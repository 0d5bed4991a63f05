// Configuration Manager implementation for the MEMD client
//
// This module resolves API settings from a config file and the process
// environment, and seeds the local configuration directory on first use.

use anyhow::{Context, Result};
use std::env;
use std::fs;
use std::path::{Path, PathBuf};

use super::types::{ApiConfig, ApiConfigFile, ApiSettings, ConfigPaths, EnvVars};

/// Template written to `conf/api.toml` when it does not exist yet
pub const API_CONFIG_TEMPLATE: &str = include_str!("../../data/api.toml");

/// Template written to `conf/defaults.json` when it does not exist yet
pub const MEMBER_DEFAULTS_TEMPLATE: &str = include_str!("../../data/defaults.json");

/// Read an environment variable, or the file named by its `_FILE` companion
///
/// Returns `Ok(None)` when neither is set. File contents have trailing
/// newlines removed.
pub fn load_env(name: &str) -> Result<Option<String>> {
    if let Ok(value) = env::var(name) {
        return Ok(Some(value));
    }

    let file_var = format!("{}{}", name, EnvVars::FILE_SUFFIX);
    match env::var(&file_var) {
        Ok(path) if !path.is_empty() => {
            let path = PathBuf::from(path);
            if !path.is_file() {
                tracing::warn!("{} points to {:?}, which is not a file", file_var, path);
                return Ok(None);
            }
            let content = fs::read_to_string(&path)
                .with_context(|| format!("Failed to read {} from {:?}", name, path))?;
            tracing::debug!("Loaded {} from {:?}", name, path);
            Ok(Some(content.trim_end_matches(['\r', '\n']).to_string()))
        }
        _ => Ok(None),
    }
}

/// Resolves MEMD API settings
#[derive(Debug, Clone, Default)]
pub struct ConfigManager {
    /// Merged settings; environment wins over file
    settings: ApiSettings,
    /// File the settings were read from, if any
    config_file: Option<PathBuf>,
}

impl ConfigManager {
    /// Build a configuration purely from environment variables
    pub fn from_env() -> Result<Self> {
        let mut manager = Self::default();
        manager.settings.merge(Self::settings_from_env()?);
        Ok(manager)
    }

    /// Build a configuration from a file, with environment overrides on top
    pub fn from_file<P: AsRef<Path>>(path: P) -> Result<Self> {
        let path = path.as_ref();
        tracing::debug!("Loading API configuration from: {:?}", path);

        let mut manager = Self {
            settings: Self::read_config_file(path)?.api,
            config_file: Some(path.to_path_buf()),
        };
        manager.settings.merge(Self::settings_from_env()?);

        Ok(manager)
    }

    /// Load from `path`, seeding it from the template first when missing
    pub fn load_or_seed<P: AsRef<Path>>(path: P) -> Result<Self> {
        let path = path.as_ref();
        if !path.exists() {
            if let Some(parent) = path.parent() {
                fs::create_dir_all(parent)
                    .with_context(|| format!("Failed to create directory: {}", parent.display()))?;
            }
            fs::write(path, API_CONFIG_TEMPLATE)
                .with_context(|| format!("Failed to write config template: {}", path.display()))?;
            tracing::info!("Created API configuration template at {:?}", path);
        }
        Self::from_file(path)
    }

    fn read_config_file(path: &Path) -> Result<ApiConfigFile> {
        let content = fs::read_to_string(path)
            .with_context(|| format!("Failed to read API configuration file: {}", path.display()))?;

        let is_json = path
            .extension()
            .and_then(|ext| ext.to_str())
            .map_or(false, |ext| ext.eq_ignore_ascii_case("json"));

        if is_json {
            serde_json::from_str(&content).context("Failed to parse API configuration file")
        } else {
            toml::from_str(&content).context("Failed to parse API configuration file")
        }
    }

    fn settings_from_env() -> Result<ApiSettings> {
        let timeout_seconds = match load_env(EnvVars::TIMEOUT_SECONDS)? {
            Some(raw) => Some(
                raw.trim()
                    .parse::<u64>()
                    .with_context(|| format!("{} must be a whole number of seconds", EnvVars::TIMEOUT_SECONDS))?,
            ),
            None => None,
        };

        Ok(ApiSettings {
            base_url: load_env(EnvVars::BASE_URL)?,
            username: load_env(EnvVars::USERNAME)?,
            password: load_env(EnvVars::PASSWORD)?,
            client_id: load_env(EnvVars::CLIENT_ID)?,
            client_secret: load_env(EnvVars::CLIENT_SECRET)?,
            timeout_seconds,
        })
    }

    /// Merged settings, possibly incomplete
    pub fn settings(&self) -> &ApiSettings {
        &self.settings
    }

    pub fn config_file(&self) -> Option<&Path> {
        self.config_file.as_deref()
    }

    /// Complete API configuration, failing on the first set of missing keys
    pub fn api_config(&self) -> Result<ApiConfig> {
        let config = self.settings.clone().into_config();
        match &self.config_file {
            Some(path) => {
                config.with_context(|| format!("Invalid API configuration in {}", path.display()))
            }
            None => config,
        }
    }

    /// Create the local home and conf directories and seed missing templates
    pub fn ensure_local_files() -> Result<PathBuf> {
        let conf_dir = ConfigPaths::conf_dir()?;
        fs::create_dir_all(&conf_dir)
            .with_context(|| format!("Failed to create configuration directory: {}", conf_dir.display()))?;

        let seeds = [
            (ConfigPaths::API_CONFIG_FILE, API_CONFIG_TEMPLATE),
            (ConfigPaths::DEFAULTS_FILE, MEMBER_DEFAULTS_TEMPLATE),
        ];
        for (name, template) in seeds {
            let path = conf_dir.join(name);
            if !path.exists() {
                fs::write(&path, template)
                    .with_context(|| format!("Failed to write {}", path.display()))?;
                tracing::debug!("Seeded {:?}", path);
            }
        }

        Ok(conf_dir)
    }
}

_ASSIGNED TASK_.
What you return must match the records exactly, down to the last line.

_RESPONSE BOX_.
repository 0d5bed4991a63f05
// Configuration Manager implementation for the MEMD client
//
// This module resolves API settings from a config file and the process
// environment, and seeds the local configuration directory on first use.

use anyhow::{Context, Result};
use std::env;
use std::fs;
use std::path::{Path, PathBuf};

use super::types::{ApiConfig, ApiConfigFile, ApiSettings, ConfigPaths, EnvVars};

/// Template written to `conf/api.toml` when it does not exist yet
pub const API_CONFIG_TEMPLATE: &str = include_str!("../../data/api.toml");

/// Template written to `conf/defaults.json` when it does not exist yet
pub const MEMBER_DEFAULTS_TEMPLATE: &str = include_str!("../../data/defaults.json");

/// Read an environment variable, or the file named by its `_FILE` companion
///
/// Returns `Ok(None)` when neither is set. File contents have trailing
/// newlines removed.
pub fn load_env(name: &str) -> Result<Option<String>> {
    if let Ok(value) = env::var(name) {
        return Ok(Some(value));
    }

    let file_var = format!("{}{}", name, EnvVars::FILE_SUFFIX);
    match env::var(&file_var) {
        Ok(path) if !path.is_empty() => {
            let path = PathBuf::from(path);
            if !path.is_file() {
                tracing::warn!("{} points to {:?}, which is not a file", file_var, path);
                return Ok(None);
            }
            let content = fs::read_to_string(&path)
                .with_context(|| format!("Failed to read {} from {:?}", name, path))?;
            tracing::debug!("Loaded {} from {:?}", name, path);
            Ok(Some(content.trim_end_matches(['\r', '\n']).to_string()))
        }
        _ => Ok(None),
    }
}

/// Resolves MEMD API settings
#[derive(Debug, Clone, Default)]
pub struct ConfigManager {
    /// Merged settings; environment wins over file
    settings: ApiSettings,
    /// File the settings were read from, if any
    config_file: Option<PathBuf>,
}

impl ConfigManager {
    /// Build a configuration purely from environment variables
    pub fn from_env() -> Result<Self> {
        let mut manager = Self::default();
        manager.settings.merge(Self::settings_from_env()?);
        Ok(manager)
    }

    /// Build a configuration from a file, with environment overrides on top
    pub fn from_file<P: AsRef<Path>>(path: P) -> Result<Self> {
        let path = path.as_ref();
        tracing::debug!("Loading API configuration from: {:?}", path);

        let mut manager = Self {
            settings: Self::read_config_file(path)?.api,
            config_file: Some(path.to_path_buf()),
        };
        manager.settings.merge(Self::settings_from_env()?);

        Ok(manager)
    }

    /// Load from `path`, seeding it from the template first when missing
    pub fn load_or_seed<P: AsRef<Path>>(path: P) -> Result<Self> {
        let path = path.as_ref();
        if !path.exists() {
            if let Some(parent) = path.parent() {
                fs::create_dir_all(parent)
                    .with_context(|| format!("Failed to create directory: {}", parent.display()))?;
            }
            fs::write(path, API_CONFIG_TEMPLATE)
                .with_context(|| format!("Failed to write config template: {}", path.display()))?;
            tracing::info!("Created API configuration template at {:?}", path);
        }
        Self::from_file(path)
    }

    fn read_config_file(path: &Path) -> Result<ApiConfigFile> {
        let content = fs::read_to_string(path)
            .with_context(|| format!("Failed to read API configuration file: {}", path.display()))?;

        let is_json = path
            .extension()
            .and_then(|ext| ext.to_str())
            .map_or(false, |ext| ext.eq_ignore_ascii_case("json"));

        if is_json {
            serde_json::from_str(&content).context("Failed to parse API configuration file")
        } else {
            toml::from_str(&content).context("Failed to parse API configuration file")
        }
    }

    fn settings_from_env() -> Result<ApiSettings> {
        let timeout_seconds = match load_env(EnvVars::TIMEOUT_SECONDS)? {
            Some(raw) => Some(
                raw.trim()
                    .parse::<u64>()
                    .with_context(|| format!("{} must be a whole number of seconds", EnvVars::TIMEOUT_SECONDS))?,
            ),
            None => None,
        };

        Ok(ApiSettings {
            base_url: load_env(EnvVars::BASE_URL)?,
            username: load_env(EnvVars::USERNAME)?,
            password: load_env(EnvVars::PASSWORD)?,
            client_id: load_env(EnvVars::CLIENT_ID)?,
            client_secret: load_env(EnvVars::CLIENT_SECRET)?,
            timeout_seconds,
        })
    }

    /// Merged settings, possibly incomplete
    pub fn settings(&self) -> &ApiSettings {
        &self.settings
    }

    pub fn config_file(&self) -> Option<&Path> {
        self.config_file.as_deref()
    }

    /// Complete API configuration, failing on the first set of missing keys
    pub fn api_config(&self) -> Result<ApiConfig> {
        let config = self.settings.clone().into_config();
        match &self.config_file {
            Some(path) => {
                config.with_context(|| format!("Invalid API configuration in {}", path.display()))
            }
            None => config,
        }
    }

    /// Create the local home and conf directories and seed missing templates
    pub fn ensure_local_files() -> Result<PathBuf> {
        let conf_dir = ConfigPaths::conf_dir()?;
        fs::create_dir_all(&conf_dir)
            .with_context(|| format!("Failed to create configuration directory: {}", conf_dir.display()))?;

        let seeds = [
            (ConfigPaths::API_CONFIG_FILE, API_CONFIG_TEMPLATE),
            (ConfigPaths::DEFAULTS_FILE, MEMBER_DEFAULTS_TEMPLATE),
        ];
        for (name, template) in seeds {
            let path = conf_dir.join(name);
            if !path.exists() {
                fs::write(&path, template)
                    .with_context(|| format!("Failed to write {}", path.display()))?;
                tracing::debug!("Seeded {:?}", path);
            }
        }

        Ok(conf_dir)
    }
}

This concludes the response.